Need to search the university’s library catalogue, check your class schedule or look for upcoming workshops at the learning centre? No problem. Students at the University of Saskatchewan can now do this and more at the touch of a button using their iPhone or iPod touch.
The university is the first in Canada to offer customized touch-screen applications for the popular Apple devices. The applications, known simply as “apps” to Apple aficionados, were developed by a group of about 15 members of the university’s computer science department and can be downloaded for free from Apple’s App Store or iTunes.
Apps have become popular add-on features to the iPhone, allowing users to access all kinds of specialized services and information. “It’s stuff you care about, in your pocket and one touch away,” says Chad Jones, a former Apple employee and now a lecturer in the computer science department who helped develop the U of S app.

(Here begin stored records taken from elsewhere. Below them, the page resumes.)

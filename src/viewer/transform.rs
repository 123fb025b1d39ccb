//! Widget ↔ pixel coordinate mapping.
//!
//! A point travels through four spaces:
//!
//! ```text
//! widget  --(- viewport offset)-->  view  --(view⁻¹)-->  scene  --(- item pos)-->  item
//! ```
//!
//! Item space is the image plane: pixel `(r, c)` covers `[c, c+1) x [r, r+1)`
//! and its center sits at `(c + 0.5, r + 0.5)`.

use kurbo::{Affine, Point, Size, Vec2};

#[derive(Clone, Copy, Debug, PartialEq)]
pub struct ViewTransform {
    /// Position of the viewport inside the viewer widget (frame, rulers).
    pub viewport_offset: Vec2,
    /// Scene → view.
    pub view: Affine,
    /// Position of the image item in the scene.
    pub item_pos: Vec2,
}

impl Default for ViewTransform {
    fn default() -> Self {
        Self {
            viewport_offset: Vec2::ZERO,
            view: Affine::IDENTITY,
            item_pos: Vec2::ZERO,
        }
    }
}

impl ViewTransform {
    /// Uniform scale of the view (the transform never rotates or shears).
    pub fn scale(&self) -> f64 {
        self.view.as_coeffs()[0]
    }

    pub fn widget_to_item(&self, p: Point) -> Point {
        let view_pos = p - self.viewport_offset;
        let scene_pos = self.view.inverse() * view_pos;
        scene_pos - self.item_pos
    }

    pub fn item_to_widget(&self, p: Point) -> Point {
        let scene_pos = p + self.item_pos;
        self.view * scene_pos + self.viewport_offset
    }

    /// Pixel `(row, col)` under a widget position. Positions outside the
    /// image give out-of-range (possibly negative) indices.
    pub fn widget_to_pixel(&self, p: Point) -> (i64, i64) {
        let local = self.widget_to_item(p);
        ((local.y - 0.5).round() as i64, (local.x - 0.5).round() as i64)
    }

    pub fn pixel_center_to_widget(&self, row: i64, col: i64) -> Point {
        self.item_to_widget(Point::new(col as f64 + 0.5, row as f64 + 0.5))
    }

    /// Scale the view by `factor` while the scene point under `anchor`
    /// (a view-space position) stays where it is on screen.
    pub fn zoom_about(&mut self, anchor: Point, factor: f64) {
        let before = self.view.inverse() * anchor;
        let scaled = self.view * Affine::scale(factor);
        let after = scaled.inverse() * anchor;
        self.view = scaled * Affine::translate(after - before);
    }

    /// Show `footprint` (scene units) entirely inside `viewport`, centered,
    /// aspect ratio kept.
    pub fn fit(&mut self, footprint: Size, viewport: Size) {
        if footprint.width <= 0.0 || footprint.height <= 0.0 {
            self.view = Affine::IDENTITY;
            return;
        }
        let scale = (viewport.width / footprint.width).min(viewport.height / footprint.height);
        let offset = Vec2::new(
            (viewport.width - footprint.width * scale) / 2.0,
            (viewport.height - footprint.height * scale) / 2.0,
        );
        self.view = Affine::translate(offset - self.item_pos * scale) * Affine::scale(scale);
    }
}

#[cfg(test)]
mod tests {
    use super::*;

    fn close(a: Point, b: Point) -> bool {
        (a - b).hypot() < 1e-9
    }

    #[test]
    fn pixel_centers_round_trip_under_offset_and_zoom() {
        let mut t = ViewTransform {
            viewport_offset: Vec2::new(3.0, 7.0),
            ..ViewTransform::default()
        };
        t.zoom_about(Point::new(40.0, 25.0), 2.5);
        for &(r, c) in &[(0, 0), (10, 20), (49, 49), (3, 41)] {
            let p = t.pixel_center_to_widget(r, c);
            assert_eq!(t.widget_to_pixel(p), (r, c));
        }
    }

    #[test]
    fn zoom_keeps_anchor_fixed() {
        let mut t = ViewTransform::default();
        let anchor = Point::new(12.0, 30.0);
        let scene_before = t.view.inverse() * anchor;
        t.zoom_about(anchor, 1.25);
        t.zoom_about(anchor, 1.25);
        assert!(close(t.view * scene_before, anchor));
        assert!((t.scale() - 1.5625).abs() < 1e-12);
    }

    #[test]
    fn fit_centers_and_keeps_aspect() {
        let mut t = ViewTransform::default();
        t.fit(Size::new(100.0, 50.0), Size::new(200.0, 200.0));
        assert!((t.scale() - 2.0).abs() < 1e-12);
        assert!(close(t.view * Point::new(0.0, 0.0), Point::new(0.0, 50.0)));
        assert!(close(t.view * Point::new(100.0, 50.0), Point::new(200.0, 150.0)));
    }
}
impl JournalTableModel {
    /// Preview and Name columns.
    pub fn new(preview_height: u32) -> Self {
        Self::with_columns(preview_height, Column::ALL.to_vec(), ACTIVATION_MAP_LAYER_NAME)
    }

    /// `activation_map_layer` names the layer behind [`Column::ActivationMap`].
    pub fn with_columns(preview_height: u32, columns: Vec<Column>, activation_map_layer: &str) -> Self {
        Self {
            inner: Rc::new(TableInner {
                preview_height: preview_height.max(1),
                columns,
                activation_map_layer: activation_map_layer.to_owned(),
                state: RefCell::new(TableState::default()),
                rows_inserting: Signal::new(),
                rows_inserted: Signal::new(),
                rows_removing: Signal::new(),
                rows_removed: Signal::new(),
                model_reset: Signal::new(),
            }),
        }
    }

    pub fn journal(&self) -> Option<Journal> {
        self.inner.state.borrow().journal.clone()
    }

    /// Project `journal` (or nothing). Subscriptions and previews of the
    /// previous journal are dropped.
    pub fn set_journal(&self, journal: Option<Journal>) {
        let subscriptions = journal.as_ref().map(|j| self.subscribe_to(j)).unwrap_or_default();
        let (old_subscriptions, old_previews) = {
            let mut state = self.inner.state.borrow_mut();
            state.journal = journal;
            (
                std::mem::replace(&mut state.journal_subscriptions, subscriptions),
                std::mem::take(&mut state.previews),
            )
        };
        drop(old_subscriptions);
        drop(old_previews);
        self.inner.model_reset.emit(&());
    }

    fn subscribe_to(&self, journal: &Journal) -> Vec<Subscription> {
        let relay = |signal: &Signal<RecordEvent>, target: fn(&TableInner) -> &Signal<usize>, drop_preview: bool| {
            let weak = Rc::downgrade(&self.inner);
            signal.connect(move |(record, row)| {
                if let Some(inner) = weak.upgrade() {
                    if drop_preview {
                        let removed = inner.state.borrow_mut().previews.remove(&record.id());
                        drop(removed);
                    }
                    target(&inner).emit(row);
                }
            })
        };
        vec![
            relay(journal.record_adding(), |t| &t.rows_inserting, false),
            relay(journal.record_added(), |t| &t.rows_inserted, false),
            relay(journal.record_removing(), |t| &t.rows_removing, false),
            relay(journal.record_removed(), |t| &t.rows_removed, true),
        ]
    }

    pub fn row_count(&self) -> usize {
        self.journal().map_or(0, |j| j.len())
    }

    pub fn column_count(&self) -> usize {
        self.inner.columns.len()
    }

    pub fn column(&self, index: usize) -> Option<Column> {
        self.inner.columns.get(index).copied()
    }

    pub fn column_index(&self, column: Column) -> Option<usize> {
        self.inner.columns.iter().position(|&c| c == column)
    }

    /// Header text; age columns carry the unit of the current age format.
    pub fn header(&self, index: usize) -> Option<String> {
        let column = self.column(index)?;
        Some(if column.is_age() {
            format!("{} ({})", column.header(), self.age_format().abbr())
        } else {
            column.header().to_owned()
        })
    }

    pub fn age_format(&self) -> AgeFormat {
        self.inner.state.borrow().age_format
    }

    /// Switch the age unit. Every age cell changes, so views get a reset.
    pub fn set_age_format(&self, format: AgeFormat) {
        let changed = {
            let mut state = self.inner.state.borrow_mut();
            std::mem::replace(&mut state.age_format, format) != format
        };
        if changed {
            self.inner.model_reset.emit(&());
        }
    }

    /// Text of a cell. `None` for the Preview and ActivationMap columns
    /// (see [`Self::preview`] and [`Self::activation_map_visible`]) and for
    /// patient columns of records without patient data.
    pub fn cell_text(&self, row: usize, column: Column) -> Option<String> {
        let record = self.record_for_row(row)?;
        if column == Column::Name {
            return Some(record.name());
        }
        let patient = record.patient()?;
        let format = self.age_format();
        match column {
            Column::Gender => Some(if patient.male { "Man" } else { "Woman" }.to_owned()),
            Column::Birthdate => Some(patient.birthdate.format("%d.%m.%Y").to_string()),
            Column::ImageDate => Some(patient.image_date.format("%d.%m.%Y").to_string()),
            Column::AgeInImage => Some(format.format(patient.age_in_image())),
            Column::BoneAge => patient.bone_age.map(|days| format.format(days)),
            Column::Preview | Column::Name | Column::ActivationMap => None,
        }
    }

    /// Visibility of the row's activation map layer; `None` if it has none.
    pub fn activation_map_visible(&self, row: usize) -> Option<bool> {
        let layer = self.activation_map_layer(row)?;
        Some(layer.visibility().visible)
    }

    pub fn set_activation_map_visible(&self, row: usize, visible: bool) -> Result<()> {
        let layer = self.activation_map_layer(row).ok_or_else(|| {
            VisionError::NotFound(format!(
                "row {} has no '{}' layer",
                row, self.inner.activation_map_layer
            ))
        })?;
        let visibility = layer.visibility();
        layer.set_visibility(Visibility::new(visible, visibility.opacity));
        Ok(())
    }

    fn activation_map_layer(&self, row: usize) -> Option<ImageLayer> {
        self.record_for_row(row)?
            .layered_image()
            .layer_by_name(&self.inner.activation_map_layer)
    }

    pub fn record_for_row(&self, row: usize) -> Option<Record> {
        self.journal()?.record(row)
    }

    pub fn row_for_record(&self, record: &Record) -> Option<usize> {
        self.journal()?.record_index(record)
    }

    pub fn name_at(&self, row: usize) -> Option<String> {
        self.record_for_row(row).map(|r| r.name())
    }

    /// Thumbnail of the record's base image, scaled to the preview height.
    /// Cached until that image changes.
    pub fn preview(&self, row: usize) -> Result<Option<Arc<RgbaImage>>> {
        let Some(record) = self.record_for_row(row) else {
            return Err(VisionError::NotFound(format!("no row {}", row)));
        };
        if let Some(cached) = self.inner.state.borrow().previews.get(&record.id()) {
            return Ok(cached.bitmap.clone());
        }

        let base = record.layered_image().base_layer();
        let bitmap = match base.as_ref().and_then(|l| l.image()) {
            Some(image) => Some(Arc::new(self.thumbnail(&image)?)),
            None => None,
        };
        let subscriptions = base.map(|layer| self.watch(&layer, record.id())).unwrap_or_default();
        self.inner.state.borrow_mut().previews.insert(
            record.id(),
            CachedPreview {
                bitmap: bitmap.clone(),
                _subscriptions: subscriptions,
            },
        );
        Ok(bitmap)
    }

    fn thumbnail(&self, image: &Image) -> Result<RgbaImage> {
        let slice = image.slice_count() / 2;
        let full = unpremultiplied(&image.to_display_rgba(slice)?);
        let (w, h) = full.dimensions();
        if h == 0 || w == 0 {
            return Ok(full);
        }
        let height = self.inner.preview_height;
        let width = ((w as f64 * height as f64 / h as f64).round() as u32).max(1);
        Ok(imageops::resize(&full, width, height, imageops::FilterType::Triangle))
    }

    fn watch(&self, layer: &ImageLayer, id: Uuid) -> Vec<Subscription> {
        let invalidate = move |inner: &TableInner| {
            // The entry owns the subscription being delivered; drop it
            // outside the borrow.
            let removed = inner.state.borrow_mut().previews.remove(&id);
            drop(removed);
        };
        let weak = Rc::downgrade(&self.inner);
        let updated = layer.image_updated().connect(move |_| {
            if let Some(inner) = weak.upgrade() {
                invalidate(&inner);
            }
        });
        let weak = Rc::downgrade(&self.inner);
        let modified = layer.image_pixels_modified().connect(move |_| {
            if let Some(inner) = weak.upgrade() {
                invalidate(&inner);
            }
        });
        vec![updated, modified]
    }

    pub fn has_cached_preview(&self, row: usize) -> bool {
        self.record_for_row(row)
            .is_some_and(|r| self.inner.state.borrow().previews.contains_key(&r.id()))
    }

    pub fn rows_inserting(&self) -> &Signal<usize> {
        &self.inner.rows_inserting
    }

    pub fn rows_inserted(&self) -> &Signal<usize> {
        &self.inner.rows_inserted
    }

    pub fn rows_removing(&self) -> &Signal<usize> {
        &self.inner.rows_removing
    }

    pub fn rows_removed(&self) -> &Signal<usize> {
        &self.inner.rows_removed
    }

    pub fn model_reset(&self) -> &Signal<()> {
        &self.inner.model_reset
    }
}

// ============================================================================
// Illustrated journal
// ============================================================================

struct IllustratedInner {
    table: JournalTableModel,
    viewer: LayeredImageViewer,
    viewport: RefCell<Size>,
    selected: RefCell<Option<Record>>,
    /// `record_removing` of the journal the table currently shows.
    journal_subscription: RefCell<Option<Subscription>>,
    _table_reset: RefCell<Option<Subscription>>,
}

Because not everybody is acquainted with iPhone apps, there were some within the university who responded with only polite nods when presented with the concept, says Eric Neufeld, head of the computer science department. But, as soon as they saw the application working, they got excited, he says.
“That’s been a strong motivator for us. We think people will like it and use it a lot.”
The idea for the U of S app came out of a series of sold-out iPhone workshops the department offered back in the spring. Those workshops have since been retooled into a full-credit course this fall on cell phone programming. “While we were at it, we were thinking: instead of just designing toy applications, why don’t we build something for the university?” says Dr. Neufeld.
Mr. Jones says the team would be interested in building similar applications for other universities.
California’s Stanford University was the first university to offer an iPhone app to students. Within the first year nearly 20,000 people – more than the student population of the campus – had downloaded it.
A study of the U of S campus found that about a quarter of first-year students have an iPhone or iPod touch, but Dr. Neufeld thinks that number is bound to rise.